Sweet Nectar
A biologist, Robert Dudley, has proposed that booze helped our ancestors meet their need for food calories. Humans and their closest relatives, the African apes, share a genetic mutation that greatly improves their ability to break down ethyl alcohol.
Dudley thinks the mutation benefited the fruit-eating ancestors of apes and humans by letting them expand their diet to include fermented fruit, which is an excellent source of calorie-rich sugars and other nutrients. The smell of alcohol makes finding fermented fruit easy.
Wild Winos
Scientists, however, have had a hard time showing that apes like fermented fruit. But in 2015, an international team published the first well-documented evidence that wild chimpanzees drink alcohol.
They studied West African chimps in a region where villagers collect the sap of palm trees and let it ferment in buckets to make palm wine. The chimps made regular raids on the buckets, made sponges by crushing leaves together to take up the wine, and drank enough alcohol to make them drunk.
Though the villagers' buckets of palm wine aren't a natural source of alcohol, it backs up Dudley's hypothesis in that palm wine, like fermented fruit, contains a rich supply of sugars and minerals along with the alcohol. The chimps liked it and sought it out repeatedly and that's all Dudley's hypothesis requires.
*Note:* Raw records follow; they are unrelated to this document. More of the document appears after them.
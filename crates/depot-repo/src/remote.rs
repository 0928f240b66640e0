//! Remote origin access for proxy repositories
//!
//! `RemoteFetcher` is the seam between the proxy cache and the network. The
//! HTTP implementation follows redirects itself so that credentials are only
//! ever sent to the origin they were configured for.

use async_trait::async_trait;
use depot_core::{RemoteRepository, RemoteSettings};
use futures::StreamExt;
use futures::stream::BoxStream;
use reqwest::StatusCode;
use reqwest::header::{ACCEPT_RANGES, CONTENT_LENGTH, LOCATION, RANGE};
use url::Url;

use crate::error::{RepoError, Result};

/// Chunks of a remote body
pub type ByteStream = BoxStream<'static, Result<Vec<u8>>>;

const MAX_REDIRECTS: u32 = 10;

/// Basic credentials for a remote origin
#[derive(Debug, Clone, PartialEq, Eq)]
pub struct RemoteCredentials {
    pub username: String,
    pub password: Option<String>,
}

impl RemoteCredentials {
    /// Credentials configured on a proxy remote, if any
    pub fn from_remote(remote: &RemoteRepository) -> Option<Self> {
        remote.username.as_ref().map(|username| Self {
            username: username.clone(),
            password: remote.password.clone(),
        })
    }
}

/// One GET against a remote, optionally resuming at `offset`
#[derive(Debug, Clone)]
pub struct RemoteRequest {
    pub url: String,
    pub offset: u64,
    pub credentials: Option<RemoteCredentials>,
}

impl RemoteRequest {
    pub fn new(url: impl Into<String>) -> Self {
        Self {
            url: url.into(),
            offset: 0,
            credentials: None,
        }
    }

    pub fn with_credentials(mut self, credentials: Option<RemoteCredentials>) -> Self {
        self.credentials = credentials;
        self
    }

    pub fn at_offset(&self, offset: u64) -> Self {
        Self {
            offset,
            ..self.clone()
        }
    }
}

/// Successful remote response
pub struct RemoteResponse {
    /// Length of this body, if announced
    pub content_length: Option<u64>,
    /// Remote announced `Accept-Ranges: bytes`
    pub accepts_ranges: bool,
    /// `206 Partial Content`
    pub partial: bool,
    pub body: ByteStream,
}

impl std::fmt::Debug for RemoteResponse {
    fn fmt(&self, f: &mut std::fmt::Formatter<'_>) -> std::fmt::Result {
        f.debug_struct("RemoteResponse")
            .field("content_length", &self.content_length)
            .field("accepts_ranges", &self.accepts_ranges)
            .field("partial", &self.partial)
            .finish_non_exhaustive()
    }
}

/// Fetches artifact bytes from a remote origin
#[async_trait]
pub trait RemoteFetcher: Send + Sync {
    /// GET the request URL; `Ok(None)` when the remote answers 404
    async fn fetch(&self, request: &RemoteRequest) -> Result<Option<RemoteResponse>>;
}

/// `RemoteFetcher` over reqwest
pub struct HttpRemoteFetcher {
    client: reqwest::Client,
}

impl HttpRemoteFetcher {
    /// Create a client honouring the configured timeouts
    pub fn new(settings: &RemoteSettings) -> Result<Self> {
        let client = reqwest::Client::builder()
            // Redirects are followed manually to keep credentials on their origin
            .redirect(reqwest::redirect::Policy::none())
            // Resume offsets count stored bytes, not decoded ones
            .no_gzip()
            .connect_timeout(settings.connect_timeout)
            .timeout(settings.read_timeout)
            .build()
            .map_err(|e| RepoError::NetworkError {
                message: e.to_string(),
            })?;

        Ok(Self { client })
    }

    fn same_origin(a: &str, b: &str) -> bool {
        match (Url::parse(a), Url::parse(b)) {
            (Ok(a), Ok(b)) => a.origin() == b.origin(),
            _ => false,
        }
    }

    async fn send(&self, request: &RemoteRequest) -> Result<(String, reqwest::Response)> {
        let mut current_url = request.url.clone();
        let mut redirects = 0;

        loop {
            let mut builder = self.client.get(&current_url);
            if request.offset > 0 {
                builder = builder.header(RANGE, format!("bytes={}-", request.offset));
            }

            if let Some(creds) = &request.credentials {
                if Self::same_origin(&request.url, &current_url) {
                    builder = builder.basic_auth(&creds.username, creds.password.as_ref());
                } else {
                    tracing::warn!(
                        "Cross-origin redirect from {} to {} - credentials not forwarded",
                        request.url,
                        current_url
                    );
                }
            }

            let response = builder.send().await?;
            if !response.status().is_redirection() {
                return Ok((current_url, response));
            }

            let invalid = |reason: String| RepoError::InvalidRedirect {
                url: current_url.clone(),
                reason,
            };

            redirects += 1;
            if redirects > MAX_REDIRECTS {
                return Err(invalid(format!("more than {} redirects", MAX_REDIRECTS)));
            }

            let location = response
                .headers()
                .get(LOCATION)
                .and_then(|v| v.to_str().ok())
                .ok_or_else(|| invalid("no Location header".to_string()))?;

            let next = Url::parse(&current_url)
                .and_then(|base| base.join(location))
                .map_err(|e| invalid(format!("bad Location '{}': {}", location, e)))?;
            current_url = next.to_string();
        }
    }
}

#[async_trait]
impl RemoteFetcher for HttpRemoteFetcher {
    async fn fetch(&self, request: &RemoteRequest) -> Result<Option<RemoteResponse>> {
        let (url, response) = self.send(request).await?;
        let status = response.status();

        if status == StatusCode::NOT_FOUND {
            return Ok(None);
        }
        if !status.is_success() {
            return Err(RepoError::HttpError {
                status: status.as_u16(),
                message: format!("Request to {} failed", url),
            });
        }

        let headers = response.headers();
        let partial = status == StatusCode::PARTIAL_CONTENT;
        let accepts_ranges = partial
            || headers
                .get(ACCEPT_RANGES)
                .and_then(|v| v.to_str().ok())
                .is_some_and(|v| v.eq_ignore_ascii_case("bytes"));
        let content_length = headers
            .get(CONTENT_LENGTH)
            .and_then(|v| v.to_str().ok())
            .and_then(|v| v.parse().ok());

        let body = response
            .bytes_stream()
            .map(|chunk| chunk.map(|bytes| bytes.to_vec()).map_err(RepoError::from))
            .boxed();

        Ok(Some(RemoteResponse {
            content_length,
            accepts_ranges,
            partial,
            body,
        }))
    }
}

#[cfg(test)]
mod tests {
    use super::*;
    use wiremock::matchers::{header, header_exists, method, path};
    use wiremock::{Mock, MockServer, ResponseTemplate};

    async fn read_all(mut body: ByteStream) -> Vec<u8> {
        let mut out = Vec::new();
        while let Some(chunk) = body.next().await {
            out.extend(chunk.unwrap());
        }
        out
    }

    fn fetcher() -> HttpRemoteFetcher {
        HttpRemoteFetcher::new(&RemoteSettings::default()).unwrap()
    }

    #[tokio::test]
    async fn test_fetch_detects_ranges() {
        let server = MockServer::start().await;
        Mock::given(method("GET"))
            .and(path("/org/foo/bar/1.0/bar-1.0.jar"))
            .respond_with(
                ResponseTemplate::new(200)
                    .insert_header("Accept-Ranges", "bytes")
                    .set_body_bytes(b"jar-bytes".to_vec()),
            )
            .mount(&server)
            .await;

        let request = RemoteRequest::new(format!("{}/org/foo/bar/1.0/bar-1.0.jar", server.uri()));
        let response = fetcher().fetch(&request).await.unwrap().unwrap();

        assert!(response.accepts_ranges);
        assert!(!response.partial);
        assert_eq!(response.content_length, Some(9));
        assert_eq!(read_all(response.body).await, b"jar-bytes");
    }

    #[tokio::test]
    async fn test_fetch_resumes_with_range_header() {
        let server = MockServer::start().await;
        Mock::given(method("GET"))
            .and(path("/a.jar"))
            .and(header("Range", "bytes=4-"))
            .respond_with(ResponseTemplate::new(206).set_body_bytes(b"bytes".to_vec()))
            .mount(&server)
            .await;

        let request = RemoteRequest::new(format!("{}/a.jar", server.uri())).at_offset(4);
        let response = fetcher().fetch(&request).await.unwrap().unwrap();

        assert!(response.partial);
        assert!(response.accepts_ranges);
        assert_eq!(read_all(response.body).await, b"bytes");
    }

    #[tokio::test]
    async fn test_fetch_not_found_is_none() {
        let server = MockServer::start().await;
        Mock::given(method("GET"))
            .respond_with(ResponseTemplate::new(404))
            .mount(&server)
            .await;

        let request = RemoteRequest::new(format!("{}/missing.jar", server.uri()));
        assert!(fetcher().fetch(&request).await.unwrap().is_none());
    }

    #[tokio::test]
    async fn test_fetch_server_error() {
        let server = MockServer::start().await;
        Mock::given(method("GET"))
            .respond_with(ResponseTemplate::new(500))
            .mount(&server)
            .await;

        let request = RemoteRequest::new(format!("{}/a.jar", server.uri()));
        assert!(matches!(
            fetcher().fetch(&request).await,
            Err(RepoError::HttpError { status: 500, .. })
        ));
    }

    #[tokio::test]
    async fn test_credentials_sent_to_origin() {
        let server = MockServer::start().await;
        Mock::given(method("GET"))
            .and(path("/private.jar"))
            .and(header_exists("Authorization"))
            .respond_with(ResponseTemplate::new(200).set_body_bytes(b"ok".to_vec()))
            .mount(&server)
            .await;

        let request = RemoteRequest::new(format!("{}/private.jar", server.uri())).with_credentials(
            Some(RemoteCredentials {
                username: "deployer".to_string(),
                password: Some("secret".to_string()),
            }),
        );
        let response = fetcher().fetch(&request).await.unwrap().unwrap();
        assert_eq!(read_all(response.body).await, b"ok");
    }

    #[tokio::test]
    async fn test_follows_redirect() {
        let server = MockServer::start().await;
        Mock::given(method("GET"))
            .and(path("/old.jar"))
            .respond_with(ResponseTemplate::new(302).insert_header("Location", "/new.jar"))
            .mount(&server)
            .await;
        Mock::given(method("GET"))
            .and(path("/new.jar"))
            .respond_with(ResponseTemplate::new(200).set_body_bytes(b"moved".to_vec()))
            .mount(&server)
            .await;

        let request = RemoteRequest::new(format!("{}/old.jar", server.uri()));
        let response = fetcher().fetch(&request).await.unwrap().unwrap();
        assert_eq!(read_all(response.body).await, b"moved");
    }

    #[tokio::test]
    async fn test_redirect_without_location() {
        let server = MockServer::start().await;
        Mock::given(method("GET"))
            .respond_with(ResponseTemplate::new(302))
            .mount(&server)
            .await;

        let request = RemoteRequest::new(format!("{}/a.jar", server.uri()));
        let err = fetcher().fetch(&request).await.unwrap_err();
        assert!(matches!(err, RepoError::InvalidRedirect { .. }), "{err}");
        assert!(!err.is_transient());
    }

    #[tokio::test]
    async fn test_redirect_loop_is_not_retried() {
        let server = MockServer::start().await;
        // One download attempt: the first request plus MAX_REDIRECTS hops
        Mock::given(method("GET"))
            .and(path("/loop.jar"))
            .respond_with(ResponseTemplate::new(302).insert_header("Location", "/loop.jar"))
            .expect(u64::from(MAX_REDIRECTS) + 1)
            .mount(&server)
            .await;

        let dir = tempfile::tempdir().unwrap();
        let staging = dir.path().join("loop.jar.tmp");
        let request = RemoteRequest::new(format!("{}/loop.jar", server.uri()));
        let result = crate::fetch::download(&fetcher(), &request, &staging, 3).await;

        assert!(matches!(result, Err(RepoError::InvalidRedirect { .. })));
        assert!(!staging.exists());
        server.verify().await;
    }
}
The finding is a step towards understanding why people like alcohol so much.
Read More:
"How Evolution Explains Why Humans Drink and Abuse Alcohol" (Huffington Post)
"Chimps Caught Drinking After Hours" (Science magazine)
"Chimps Use Leafy Cup to Chug Alcohol" (PBS)
"Chimpanzees in Western Africa Observed Indulging in Habitual Drinking" (The Guardian)
"Chimpanzees Like Drinking Alcohol Too" (Newsy Science video)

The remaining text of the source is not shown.